With this work under his belt, Bessel was able to achieve the feat for which he is best remembered today: he is credited with being the first to use parallax in calculating the distance to a star. Astronomers had believed for some time that parallax would provide the first accurate measurement of interstellar distances—in fact, in the 1830s there was a fierce competition between astronomers to be the first to measure a stellar parallax accurately. In 1838 Bessel won the race, announcing that 61 Cygni had a parallax of 0.314 arcseconds; which, given the diameter of the Earth's orbit, indicated that the star is 10.4 ly away. If the currently accepted figure of 11.4 ly is correct, Bessel's figure had an error of 8.8%. He narrowly beat Friedrich Georg Wilhelm Struve and Thomas Henderson, who measured the parallaxes of Vega and Alpha Centauri in the same year.

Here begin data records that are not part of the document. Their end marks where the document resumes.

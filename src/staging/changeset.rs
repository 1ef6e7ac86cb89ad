//! Changeset and change log entry types.

use std::fmt;

use chrono::{DateTime, Utc};
use serde::{Deserialize, Serialize};

use crate::model::{Element, ElementPatch, LayerName};

/// The kind of a change, without its payload.
#[derive(Debug, Clone, Copy, PartialEq, Eq, Hash, Serialize, Deserialize)]
#[serde(rename_all = "lowercase")]
pub enum ChangeKind {
    Add,
    Update,
    Delete,
}

impl fmt::Display for ChangeKind {
    fn fmt(&self, f: &mut fmt::Formatter<'_>) -> fmt::Result {
        match self {
            ChangeKind::Add => write!(f, "add"),
            ChangeKind::Update => write!(f, "update"),
            ChangeKind::Delete => write!(f, "delete"),
        }
    }
}

/// Payload of a change. Each variant carries exactly the state replay needs.
#[derive(Debug, Clone, PartialEq, Serialize, Deserialize)]
#[serde(tag = "type", rename_all = "lowercase")]
pub enum ChangeOp {
    Add {
        after: Element,
    },
    Update {
        before: ElementPatch,
        after: ElementPatch,
    },
    Delete {
        before: Element,
    },
}

impl ChangeOp {
    pub fn kind(&self) -> ChangeKind {
        match self {
            ChangeOp::Add { .. } => ChangeKind::Add,
            ChangeOp::Update { .. } => ChangeKind::Update,
            ChangeOp::Delete { .. } => ChangeKind::Delete,
        }
    }

    /// The op that undoes this one.
    pub fn inverse(&self) -> ChangeOp {
        match self {
            ChangeOp::Add { after } => ChangeOp::Delete {
                before: after.clone(),
            },
            ChangeOp::Update { before, after } => ChangeOp::Update {
                before: after.clone(),
                after: before.clone(),
            },
            ChangeOp::Delete { before } => ChangeOp::Add {
                after: before.clone(),
            },
        }
    }
}

/// An immutable entry in a changeset's change log.
#[derive(Debug, Clone, PartialEq, Serialize, Deserialize)]
#[serde(rename_all = "camelCase")]
pub struct Change {
    pub element_id: String,

    pub layer_name: LayerName,

    /// Position in the changeset; dense from 0.
    pub sequence_number: u64,

    pub timestamp: DateTime<Utc>,

    #[serde(flatten)]
    pub op: ChangeOp,
}

impl Change {
    /// A change not yet appended to a log; the store assigns the sequence number.
    pub fn new(layer_name: LayerName, element_id: impl Into<String>, op: ChangeOp) -> Self {
        Self {
            element_id: element_id.into(),
            layer_name,
            sequence_number: 0,
            timestamp: Utc::now(),
            op,
        }
    }

    pub fn add(layer_name: LayerName, element: Element) -> Self {
        Self::new(layer_name, element.id.clone(), ChangeOp::Add { after: element })
    }

    pub fn update(
        layer_name: LayerName,
        element_id: impl Into<String>,
        before: ElementPatch,
        after: ElementPatch,
    ) -> Self {
        Self::new(layer_name, element_id, ChangeOp::Update { before, after })
    }

    pub fn delete(layer_name: LayerName, element: Element) -> Self {
        Self::new(layer_name, element.id.clone(), ChangeOp::Delete { before: element })
    }

    pub fn kind(&self) -> ChangeKind {
        self.op.kind()
    }
}

/// Lifecycle status of a changeset.
#[derive(Debug, Clone, Copy, PartialEq, Eq, Serialize, Deserialize)]
#[serde(rename_all = "lowercase")]
pub enum ChangesetStatus {
    Draft,
    Staged,
    Applied,
    Reverted,
}

impl fmt::Display for ChangesetStatus {
    fn fmt(&self, f: &mut fmt::Formatter<'_>) -> fmt::Result {
        match self {
            ChangesetStatus::Draft => write!(f, "draft"),
            ChangesetStatus::Staged => write!(f, "staged"),
            ChangesetStatus::Applied => write!(f, "applied"),
            ChangesetStatus::Reverted => write!(f, "reverted"),
        }
    }
}

/// Per-type change counters.
#[derive(Debug, Clone, Copy, Default, PartialEq, Eq, Serialize, Deserialize)]
pub struct ChangesetStats {
    pub additions: usize,
    pub modifications: usize,
    pub deletions: usize,
}

impl ChangesetStats {
    pub fn record(&mut self, kind: ChangeKind) {
        match kind {
            ChangeKind::Add => self.additions += 1,
            ChangeKind::Update => self.modifications += 1,
            ChangeKind::Delete => self.deletions += 1,
        }
    }

    pub fn from_changes(changes: &[Change]) -> Self {
        let mut stats = Self::default();
        for change in changes {
            stats.record(change.kind());
        }
        stats
    }

    pub fn total(&self) -> usize {
        self.additions + self.modifications + self.deletions
    }
}

/// A named, ordered collection of pending edits against a base snapshot.
#[derive(Debug, Clone, PartialEq, Serialize, Deserialize)]
#[serde(rename_all = "camelCase")]
pub struct Changeset {
    pub id: String,

    pub name: String,

    #[serde(default, skip_serializing_if = "Option::is_none")]
    pub description: Option<String>,

    pub created: DateTime<Utc>,

    pub modified: DateTime<Utc>,

    pub status: ChangesetStatus,

    /// Fingerprint of the base model when the changeset was created.
    pub base_snapshot: String,

    #[serde(default)]
    pub changes: Vec<Change>,

    #[serde(default)]
    pub stats: ChangesetStats,
}

impl Changeset {
    pub fn new(
        id: impl Into<String>,
        name: impl Into<String>,
        description: Option<String>,
        base_snapshot: impl Into<String>,
    ) -> Self {
        let now = Utc::now();
        Self {
            id: id.into(),
            name: name.into(),
            description,
            created: now,
            modified: now,
            status: ChangesetStatus::Draft,
            base_snapshot: base_snapshot.into(),
            changes: Vec::new(),
            stats: ChangesetStats::default(),
        }
    }

    /// Append a change with the next sequence number and count it in `stats`.
    pub fn push_change(&mut self, mut change: Change) -> &Change {
        change.sequence_number = self.changes.len() as u64;
        self.stats.record(change.kind());
        self.changes.push(change);
        &self.changes[self.changes.len() - 1]
    }

    /// Re-issue sequence numbers `0..n-1` in current order and recount stats.
    pub fn resequence(&mut self) {
        self.changes.sort_by_key(|c| c.sequence_number);
        for (index, change) in self.changes.iter_mut().enumerate() {
            change.sequence_number = index as u64;
        }
        self.stats = ChangesetStats::from_changes(&self.changes);
    }

    /// Changes for one layer, in sequence order.
    pub fn changes_for_layer(&self, layer: LayerName) -> Vec<&Change> {
        let mut changes: Vec<&Change> = self
            .changes
            .iter()
            .filter(|c| c.layer_name == layer)
            .collect();
        changes.sort_by_key(|c| c.sequence_number);
        changes
    }

    /// Layers with at least one change, in canonical order.
    pub fn touched_layers(&self) -> Vec<LayerName> {
        LayerName::ALL
            .iter()
            .copied()
            .filter(|layer| self.changes.iter().any(|c| c.layer_name == *layer))
            .collect()
    }

    pub fn is_staged(&self) -> bool {
        self.status == ChangesetStatus::Staged
    }
}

As well as helping determine the parallax of 61 Cygni, Bessel's precise measurements allowed him to notice deviations in the motions of Sirius and Procyon, which he deduced must be caused by the gravitational attraction of unseen companions. His announcement of Sirius's "dark companion" in 1844 was the first correct claim of a previously unobserved companion by positional measurement, and eventually led to the discovery of Sirius B.
Despite lacking a university education, Bessel was a major figure in astronomy during his lifetime. He was elected a fellow of the Royal Society, a foreign member of the Royal Swedish Academy of Sciences in 1823, and the largest crater in the Moon's Mare Serenitatis is named Bessel after him. Bessel's work in 1840 contributed in some degree to the discovery of Neptune. In 1832, he was elected a Foreign Honorary Member of the American Academy of Arts and Sciences.
He died in the spring of 1846 in Königsberg from cancer.
The asteroid 1552 Bessel was named in his honour.